[Extracted data entries]

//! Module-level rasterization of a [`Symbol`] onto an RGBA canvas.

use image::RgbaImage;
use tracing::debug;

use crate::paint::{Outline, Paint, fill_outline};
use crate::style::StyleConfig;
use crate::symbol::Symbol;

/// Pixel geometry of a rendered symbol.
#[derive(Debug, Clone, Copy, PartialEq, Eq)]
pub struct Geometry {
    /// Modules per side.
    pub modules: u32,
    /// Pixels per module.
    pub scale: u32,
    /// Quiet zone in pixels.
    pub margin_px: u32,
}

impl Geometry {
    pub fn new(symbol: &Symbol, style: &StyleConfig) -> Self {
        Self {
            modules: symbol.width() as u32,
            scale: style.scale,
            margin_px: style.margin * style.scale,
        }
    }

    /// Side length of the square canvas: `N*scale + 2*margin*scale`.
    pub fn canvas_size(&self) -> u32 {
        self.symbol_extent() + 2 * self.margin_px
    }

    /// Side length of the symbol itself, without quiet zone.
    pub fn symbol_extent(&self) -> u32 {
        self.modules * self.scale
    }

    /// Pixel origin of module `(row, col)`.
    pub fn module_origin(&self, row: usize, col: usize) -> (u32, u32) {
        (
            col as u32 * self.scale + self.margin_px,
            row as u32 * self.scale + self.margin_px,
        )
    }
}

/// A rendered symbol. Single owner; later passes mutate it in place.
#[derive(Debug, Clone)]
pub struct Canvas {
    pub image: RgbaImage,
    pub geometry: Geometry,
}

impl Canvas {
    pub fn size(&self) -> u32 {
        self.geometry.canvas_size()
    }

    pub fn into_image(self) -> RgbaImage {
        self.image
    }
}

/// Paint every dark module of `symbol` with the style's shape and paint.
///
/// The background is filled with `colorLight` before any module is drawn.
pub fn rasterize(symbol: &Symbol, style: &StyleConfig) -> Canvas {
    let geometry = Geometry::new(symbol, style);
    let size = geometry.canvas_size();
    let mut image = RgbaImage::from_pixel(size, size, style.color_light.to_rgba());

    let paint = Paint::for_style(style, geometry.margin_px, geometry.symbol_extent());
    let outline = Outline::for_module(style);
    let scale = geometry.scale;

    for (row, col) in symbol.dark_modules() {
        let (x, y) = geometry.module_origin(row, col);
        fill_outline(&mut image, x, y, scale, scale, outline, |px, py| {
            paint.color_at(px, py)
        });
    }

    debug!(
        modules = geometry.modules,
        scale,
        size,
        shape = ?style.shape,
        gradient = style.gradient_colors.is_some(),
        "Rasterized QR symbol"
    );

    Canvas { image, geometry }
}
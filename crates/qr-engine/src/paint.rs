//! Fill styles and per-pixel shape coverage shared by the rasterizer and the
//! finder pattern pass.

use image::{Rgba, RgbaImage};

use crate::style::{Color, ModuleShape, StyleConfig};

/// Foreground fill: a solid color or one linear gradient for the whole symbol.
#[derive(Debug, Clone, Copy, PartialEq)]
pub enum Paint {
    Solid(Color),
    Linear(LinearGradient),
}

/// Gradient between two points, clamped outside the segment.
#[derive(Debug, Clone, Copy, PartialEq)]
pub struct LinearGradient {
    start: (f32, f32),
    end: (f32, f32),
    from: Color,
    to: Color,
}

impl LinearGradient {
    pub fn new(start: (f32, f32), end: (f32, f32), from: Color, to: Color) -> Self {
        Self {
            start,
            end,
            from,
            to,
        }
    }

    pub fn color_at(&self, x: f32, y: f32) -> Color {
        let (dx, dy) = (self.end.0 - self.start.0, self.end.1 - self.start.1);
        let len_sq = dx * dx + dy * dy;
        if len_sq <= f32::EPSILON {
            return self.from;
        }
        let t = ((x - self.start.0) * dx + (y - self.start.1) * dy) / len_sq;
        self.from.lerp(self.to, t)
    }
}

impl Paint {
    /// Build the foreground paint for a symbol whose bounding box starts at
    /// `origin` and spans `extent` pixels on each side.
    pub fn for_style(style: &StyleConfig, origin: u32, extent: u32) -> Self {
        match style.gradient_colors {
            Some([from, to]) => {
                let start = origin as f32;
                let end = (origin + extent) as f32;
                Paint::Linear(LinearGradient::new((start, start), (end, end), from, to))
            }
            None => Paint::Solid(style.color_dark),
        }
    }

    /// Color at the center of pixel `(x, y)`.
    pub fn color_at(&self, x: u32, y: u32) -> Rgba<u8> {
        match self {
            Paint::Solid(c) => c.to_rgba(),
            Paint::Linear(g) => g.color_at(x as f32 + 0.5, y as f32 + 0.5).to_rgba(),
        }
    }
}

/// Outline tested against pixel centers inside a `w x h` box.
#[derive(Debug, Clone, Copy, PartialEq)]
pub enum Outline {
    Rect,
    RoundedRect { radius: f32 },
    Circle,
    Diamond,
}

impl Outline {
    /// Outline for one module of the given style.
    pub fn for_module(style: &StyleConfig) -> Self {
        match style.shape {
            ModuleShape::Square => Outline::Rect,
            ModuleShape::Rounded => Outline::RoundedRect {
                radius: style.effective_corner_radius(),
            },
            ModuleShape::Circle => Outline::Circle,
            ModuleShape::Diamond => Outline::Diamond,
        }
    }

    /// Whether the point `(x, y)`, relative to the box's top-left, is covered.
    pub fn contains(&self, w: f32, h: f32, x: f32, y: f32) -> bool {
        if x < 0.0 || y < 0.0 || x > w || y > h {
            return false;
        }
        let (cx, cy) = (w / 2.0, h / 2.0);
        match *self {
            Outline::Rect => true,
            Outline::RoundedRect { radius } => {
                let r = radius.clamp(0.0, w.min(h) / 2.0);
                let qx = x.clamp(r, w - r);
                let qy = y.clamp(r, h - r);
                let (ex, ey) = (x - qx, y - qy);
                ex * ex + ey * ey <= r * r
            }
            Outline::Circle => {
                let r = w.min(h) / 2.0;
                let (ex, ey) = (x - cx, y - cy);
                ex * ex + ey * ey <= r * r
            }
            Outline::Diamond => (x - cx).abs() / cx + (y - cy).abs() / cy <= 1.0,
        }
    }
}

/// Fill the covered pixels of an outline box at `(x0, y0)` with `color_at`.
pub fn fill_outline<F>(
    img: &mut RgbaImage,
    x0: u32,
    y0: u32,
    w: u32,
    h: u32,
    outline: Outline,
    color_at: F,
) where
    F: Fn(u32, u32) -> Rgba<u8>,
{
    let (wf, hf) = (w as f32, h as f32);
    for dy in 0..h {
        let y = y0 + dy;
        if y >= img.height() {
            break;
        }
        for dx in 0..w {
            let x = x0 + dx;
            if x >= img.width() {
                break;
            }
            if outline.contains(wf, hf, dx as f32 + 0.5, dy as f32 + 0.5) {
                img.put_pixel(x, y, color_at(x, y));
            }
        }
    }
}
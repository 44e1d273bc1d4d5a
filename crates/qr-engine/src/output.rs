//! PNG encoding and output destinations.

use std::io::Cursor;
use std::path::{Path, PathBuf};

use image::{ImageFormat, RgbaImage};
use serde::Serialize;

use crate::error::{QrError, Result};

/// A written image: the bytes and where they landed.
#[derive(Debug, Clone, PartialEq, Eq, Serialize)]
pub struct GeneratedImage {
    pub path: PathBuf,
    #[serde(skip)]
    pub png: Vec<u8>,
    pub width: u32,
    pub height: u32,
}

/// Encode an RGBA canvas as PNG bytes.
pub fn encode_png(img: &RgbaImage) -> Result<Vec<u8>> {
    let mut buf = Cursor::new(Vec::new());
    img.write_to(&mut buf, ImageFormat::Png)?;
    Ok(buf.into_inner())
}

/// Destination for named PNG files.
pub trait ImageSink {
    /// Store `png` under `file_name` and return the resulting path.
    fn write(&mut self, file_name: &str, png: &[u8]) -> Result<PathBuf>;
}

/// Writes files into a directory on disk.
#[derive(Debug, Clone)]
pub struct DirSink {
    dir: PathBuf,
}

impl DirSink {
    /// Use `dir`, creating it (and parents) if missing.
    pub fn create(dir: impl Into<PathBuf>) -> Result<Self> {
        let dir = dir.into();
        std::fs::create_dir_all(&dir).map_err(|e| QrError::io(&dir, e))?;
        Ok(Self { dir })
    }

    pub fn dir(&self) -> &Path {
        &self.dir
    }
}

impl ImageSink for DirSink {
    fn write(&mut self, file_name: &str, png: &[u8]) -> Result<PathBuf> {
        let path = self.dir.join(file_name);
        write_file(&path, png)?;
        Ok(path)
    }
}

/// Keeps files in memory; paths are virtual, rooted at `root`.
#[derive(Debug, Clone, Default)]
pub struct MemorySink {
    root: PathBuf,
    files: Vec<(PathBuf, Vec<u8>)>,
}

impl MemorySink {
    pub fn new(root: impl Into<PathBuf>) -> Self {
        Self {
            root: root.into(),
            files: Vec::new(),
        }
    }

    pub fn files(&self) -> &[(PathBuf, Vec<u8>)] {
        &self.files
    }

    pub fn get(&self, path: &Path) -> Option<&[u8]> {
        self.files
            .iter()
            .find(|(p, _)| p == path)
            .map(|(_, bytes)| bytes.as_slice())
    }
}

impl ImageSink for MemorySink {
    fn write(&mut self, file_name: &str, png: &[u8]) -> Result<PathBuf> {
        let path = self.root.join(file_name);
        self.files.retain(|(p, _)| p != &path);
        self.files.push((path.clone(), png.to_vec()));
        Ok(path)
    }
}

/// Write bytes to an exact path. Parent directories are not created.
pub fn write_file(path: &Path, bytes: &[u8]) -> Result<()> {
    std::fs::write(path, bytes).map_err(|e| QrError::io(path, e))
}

• _EXERCISE GOAL_
The records are given above. Copy each line in them that holds "join".

• _SOLUTION TO THIS TASK_
        let path = self.dir.join(file_name);
        let path = self.root.join(file_name);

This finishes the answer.